3. Sulle politiche ambientali e di trasporto. Per entrare in centro a Londra con la propria auto si pagano 8£ al giorno di “congestion charge”. Il 90% in meno se si è residenti. Scopo del gioco è evidentemente scoraggiare il trasporto privato a favore di quello pubblico. Bravi! Due considerazioni però: la prima è che permettersi questo serve un sistema di trasporto pubblico super efficiente (penso all’Italia… come sarebbe possibile?); il secondo è che chi è molto ricco non ne viene toccato perché le 8£ può permettersele e quindi sceglie di continuare ad usare la Mercedes invece che prendere la metro. Comunque bene lo stesso, se l’aria diventa più respirabile il beneficio è di tutti.

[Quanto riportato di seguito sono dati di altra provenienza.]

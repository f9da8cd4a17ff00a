//! Simulated origin server.

use std::net::SocketAddr;

use mio::Token;

use crate::{
    driver::{DriverError, Service, ServiceState},
    endpoint::{Endpoint, StreamOptions},
    message::{h1::parse_request, Message, Parsed},
    pairing::PairingTracker,
    reactor::{Notification, Reactor},
};

/// What the origin answers to every request
#[derive(Debug, Clone, PartialEq, Eq)]
pub enum ServerResponse {
    Message(Message),
    /// sent verbatim, for malformed or hand crafted answers
    Raw(Vec<u8>),
    /// read requests and never answer
    Silent,
}

impl ServerResponse {
    fn bytes(&self, request: &Message, correlation_header: Option<&str>) -> Option<Vec<u8>> {
        match self {
            ServerResponse::Message(response) => {
                let echoed = correlation_header
                    .and_then(|header| request.headers.get(header).map(|value| (header, value)));
                match echoed {
                    Some((header, value)) => {
                        let mut response = response.clone();
                        response.headers.set(header, value);
                        Some(response.serialize())
                    }
                    None => Some(response.serialize()),
                }
            }
            ServerResponse::Raw(bytes) => Some(bytes.clone()),
            ServerResponse::Silent => None,
        }
    }
}

#[derive(Debug)]
struct ServerConnection {
    token: Token,
    buffer: Vec<u8>,
    served: usize,
}

/// Answers every request with the same configured response and records what
/// it received.
#[derive(Debug)]
pub struct StaticServer {
    name: String,
    address: SocketAddr,
    options: StreamOptions,
    state: ServiceState,
    listener: Option<Token>,
    connections: Vec<ServerConnection>,
    /// connections the system under test is expected to open
    conns_n: usize,
    /// close a connection after that many responses
    keep_alive: Option<usize>,
    max_message_size: usize,
    correlation_header: Option<String>,
    response: ServerResponse,
    requests: Vec<Message>,
    malformed: Vec<String>,
    accepted: usize,
}

impl StaticServer {
    pub fn new(
        name: impl Into<String>,
        address: SocketAddr,
        options: StreamOptions,
        conns_n: usize,
        keep_alive: Option<usize>,
        max_message_size: usize,
        correlation_header: Option<String>,
    ) -> Self {
        StaticServer {
            name: name.into(),
            address,
            options,
            state: ServiceState::Stopped,
            listener: None,
            connections: Vec::new(),
            conns_n,
            keep_alive,
            max_message_size,
            correlation_header,
            response: ServerResponse::Silent,
            requests: Vec::new(),
            malformed: Vec::new(),
            accepted: 0,
        }
    }

    pub fn set_response(&mut self, response: ServerResponse) {
        self.response = response;
    }

    /// bound address, with the actual port once started
    pub fn address(&self) -> SocketAddr {
        self.address
    }

    pub fn requests(&self) -> &[Message] {
        &self.requests
    }

    pub fn last_request(&self) -> Option<&Message> {
        self.requests.last()
    }

    pub fn malformed(&self) -> &[String] {
        &self.malformed
    }

    pub fn connections(&self) -> usize {
        self.connections.len()
    }

    /// connections accepted since the start
    pub fn accepted(&self) -> usize {
        self.accepted
    }

    pub fn conns_n(&self) -> usize {
        self.conns_n
    }

    pub fn clear_requests(&mut self) {
        self.requests.clear();
        self.malformed.clear();
    }

    fn on_data(&mut self, reactor: &mut Reactor, token: Token, data: &[u8]) {
        let index = match self.connections.iter().position(|c| c.token == token) {
            Some(index) => index,
            None => return,
        };
        self.connections[index].buffer.extend_from_slice(data);

        loop {
            let connection = &mut self.connections[index];
            if connection.buffer.is_empty() {
                break;
            }
            match parse_request(&connection.buffer) {
                Parsed::Complete(request, size) => {
                    connection.buffer.drain(..size);
                    connection.served += 1;
                    let served = connection.served;
                    debug!("SERVER\t{}: request {}", self.name, request);

                    if let Some(bytes) = self.response.bytes(&request, self.correlation_header.as_deref()) {
                        if let Err(e) = reactor.queue(token, &bytes) {
                            warn!("SERVER\t{}: could not queue the response: {}", self.name, e);
                        }
                    }
                    self.requests.push(request);

                    if self.keep_alive.map_or(false, |limit| served >= limit) {
                        debug!("SERVER\t{}: closing after {} responses", self.name, served);
                        if let Some(endpoint) = reactor.endpoint_mut(token) {
                            endpoint.close_after_flush();
                        }
                        break;
                    }
                }
                Parsed::Incomplete if connection.buffer.len() > self.max_message_size => {
                    let diagnostic =
                        format!("request exceeds {} bytes without completing", self.max_message_size);
                    self.drop_connection(reactor, index, diagnostic);
                    break;
                }
                Parsed::Incomplete => break,
                Parsed::Malformed(diagnostic) => {
                    self.drop_connection(reactor, index, diagnostic);
                    break;
                }
            }
        }
    }

    fn drop_connection(&mut self, reactor: &mut Reactor, index: usize, diagnostic: String) {
        warn!("SERVER\t{}: malformed request: {}", self.name, diagnostic);
        self.malformed.push(diagnostic);
        let connection = &mut self.connections[index];
        connection.buffer.clear();
        reactor.close(connection.token);
    }
}

impl Service for StaticServer {
    fn name(&self) -> String {
        self.name.clone()
    }

    fn state(&self) -> ServiceState {
        self.state
    }

    fn start(&mut self, reactor: &mut Reactor) -> Result<(), DriverError> {
        if self.listener.is_some() {
            return Ok(());
        }
        self.state = ServiceState::BeginStart;
        let listener = Endpoint::listen(self.address, self.options).map_err(|e| {
            self.state = ServiceState::Error;
            e
        })?;
        let address = listener.address();
        let token = reactor.register(listener).map_err(|e| {
            self.state = ServiceState::Error;
            e
        })?;

        self.address = address;
        self.listener = Some(token);
        self.state = ServiceState::Started;
        info!("SERVER\t{}: listening on {}", self.name, address);
        Ok(())
    }

    fn stop(&mut self, reactor: &mut Reactor, _tracker: &mut PairingTracker) {
        let tokens = self
            .listener
            .take()
            .into_iter()
            .chain(self.connections.drain(..).map(|connection| connection.token));
        for token in tokens {
            if let Some(mut endpoint) = reactor.unregister(token) {
                endpoint.close();
            }
        }
        if self.state != ServiceState::Stopped {
            info!("SERVER\t{}: stopped", self.name);
        }
        self.state = ServiceState::Stopped;
    }

    fn owns(&self, token: Token) -> bool {
        self.listener == Some(token) || self.connections.iter().any(|c| c.token == token)
    }

    fn handle(&mut self, reactor: &mut Reactor, _tracker: &mut PairingTracker, notification: &Notification) {
        match notification {
            Notification::Accepted { connection, .. } => {
                self.accepted += 1;
                debug!("SERVER\t{}: connection {} accepted", self.name, self.accepted);
                self.connections.push(ServerConnection {
                    token: *connection,
                    buffer: Vec::new(),
                    served: 0,
                });
            }
            Notification::Received(token, data) => self.on_data(reactor, *token, data),
            Notification::Closed(token) => {
                if self.listener == Some(*token) {
                    error!("SERVER\t{}: listener closed", self.name);
                    self.listener = None;
                    self.state = ServiceState::Error;
                }
                self.connections.retain(|c| c.token != *token);
            }
            Notification::Connected(_) => {}
        }
    }
}

#[cfg(test)]
mod tests {
    use std::{
        io::{Read, Write},
        net::TcpStream,
        time::{Duration, Instant},
    };

    use serial_test::serial;

    use super::*;

    fn pump<F>(reactor: &mut Reactor, server: &mut StaticServer, mut done: F)
    where
        F: FnMut(&StaticServer) -> bool,
    {
        let mut tracker = PairingTracker::new();
        let deadline = Instant::now() + Duration::from_secs(5);
        while Instant::now() < deadline {
            for notification in reactor.run_once(Duration::from_millis(10)).unwrap() {
                let token = match &notification {
                    Notification::Connected(token)
                    | Notification::Received(token, _)
                    | Notification::Closed(token) => *token,
                    Notification::Accepted { listener, .. } => *listener,
                };
                if server.owns(token) {
                    server.handle(reactor, &mut tracker, &notification);
                }
            }
            if done(server) {
                return;
            }
        }
        panic!("condition not reached: {server:?}");
    }

    fn server(keep_alive: Option<usize>) -> StaticServer {
        StaticServer::new(
            "origin",
            "127.0.0.1:0".parse().unwrap(),
            StreamOptions::default(),
            1,
            keep_alive,
            65536,
            Some("x-tandem-id".to_owned()),
        )
    }

    #[test]
    #[serial]
    fn answers_and_echoes_the_correlation_id() {
        let mut reactor = Reactor::new().unwrap();
        let mut server = server(Some(1));
        server.set_response(ServerResponse::Message(
            Message::response(200).header("Content-Length", "0"),
        ));
        server.start(&mut reactor).unwrap();
        assert_eq!(server.state(), ServiceState::Started);
        assert_ne!(server.address().port(), 0);

        let mut peer = TcpStream::connect(server.address()).unwrap();
        peer.write_all(b"GET / HTTP/1.1\r\nHost: localhost\r\nx-tandem-id: 42\r\n\r\n")
            .unwrap();
        pump(&mut reactor, &mut server, |server| server.requests().len() == 1);
        assert_eq!(server.last_request().unwrap().uri(), Some("/"));
        assert_eq!(server.accepted(), 1);

        let mut response = Vec::new();
        peer.set_read_timeout(Some(Duration::from_millis(50))).unwrap();
        let deadline = Instant::now() + Duration::from_secs(5);
        while Instant::now() < deadline && !response.ends_with(b"\r\n\r\n") {
            reactor.run_once(Duration::from_millis(10)).unwrap();
            let mut buffer = [0; 256];
            if let Ok(size) = peer.read(&mut buffer) {
                response.extend_from_slice(&buffer[..size]);
            }
        }
        assert_eq!(
            response,
            b"HTTP/1.1 200 OK\r\nContent-Length: 0\r\nx-tandem-id: 42\r\n\r\n"
        );
    }

    #[test]
    #[serial]
    fn malformed_request_drops_the_connection() {
        let mut reactor = Reactor::new().unwrap();
        let mut server = server(None);
        server.start(&mut reactor).unwrap();

        let mut peer = TcpStream::connect(server.address()).unwrap();
        pump(&mut reactor, &mut server, |server| server.connections() == 1);
        peer.write_all(b"GET / HTTP/1.1\r\nbad header\r\n\r\n").unwrap();
        pump(&mut reactor, &mut server, |server| server.connections() == 0);
        assert_eq!(server.malformed().len(), 1);
        assert!(server.requests().is_empty());

        server.stop(&mut reactor, &mut PairingTracker::new());
        assert_eq!(server.state(), ServiceState::Stopped);
        assert!(reactor.is_empty());
    }
}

4. Sui caffè. Esistono tre catene di caffè che si trovano praticamente ovunque in città. Il caffè è buono (specialmente da CaffèNero, secondo la personalissima preferenza della scrivente!) ma quello che mi è piaciuto è che nessuno ti forza ad affrettarti ad andartene dopo aver consumato. Le persone leggono, conversano e, dato che c’è quasi sempre a disposizione un hot spot wifi GRATUITO, usano il proprio computer liberamente. Bello!
5. Resta alla fine la considerazione che Londra sia una città da ricchi. Se non hai soldi a sufficienza, meglio starne alla larga, perché può farti sentire molto escluso…. E standoci pochi giorni non ho ovviamente avuto idea di cosa sia là il sistema sanitario o lo stato sociale in genere. Mi ha comunque inquietato un’opera d’arte installata temporaneamente al piano terra del British Museum. Il titolo, significativo, è “From cradle to grave” e, in un tessuto leggero con piccolissime tasche lungo molti metri, raccoglie le circa 14000 pillole che un inglese medio assume durante la sua vita. Sommando questo al fatto che i medici di base inglesi, come mi raccontava un amico, prescrivono solo ed esclusivamente potenti antidolorifici qualsiasi cosa tu abbia, il quadro non è proprio idilliaco.
6. Mi è capitato di perdere il telefono. Compro una sim inglese e confermo che non esistono costi di ricarica né, tantomeno, l’obbligo di dare codice fiscale e documento d’identità quando la si acquista.
7. Da ultimo lascio la cosa più dolce: gli smoothies! Fantastici, sono delle bevande molto dense fatte con frutta pressata o a base di yogurt. Riporto quello che sta scritto sull’etichetta degli Innocent, forse i più buoni. “once upon a time, people weren’t around. They hadn’t been invented. Sure, there were flying squirrels and giant reptiles, but not people. Just think – no cars, no motorways, no houses, no pocket watches or polystyrene cups. No hairdresser, no fried chicken, no waltzers and no Kevin Costern movies. No telly. No magazines. No golf clubs. No nothing. Not even smoothies. Weird.” E più in basso, nell’etichetta: “An innocent promise. We promise that anything innocent will always taste good and do you good. We promise that we’ll never use concentrates, preservatives, stabilisers, or any weird stuff in our drinks. And if we do you can tell our moms.” Sarà anche merchandising, ma questa versione mi piace!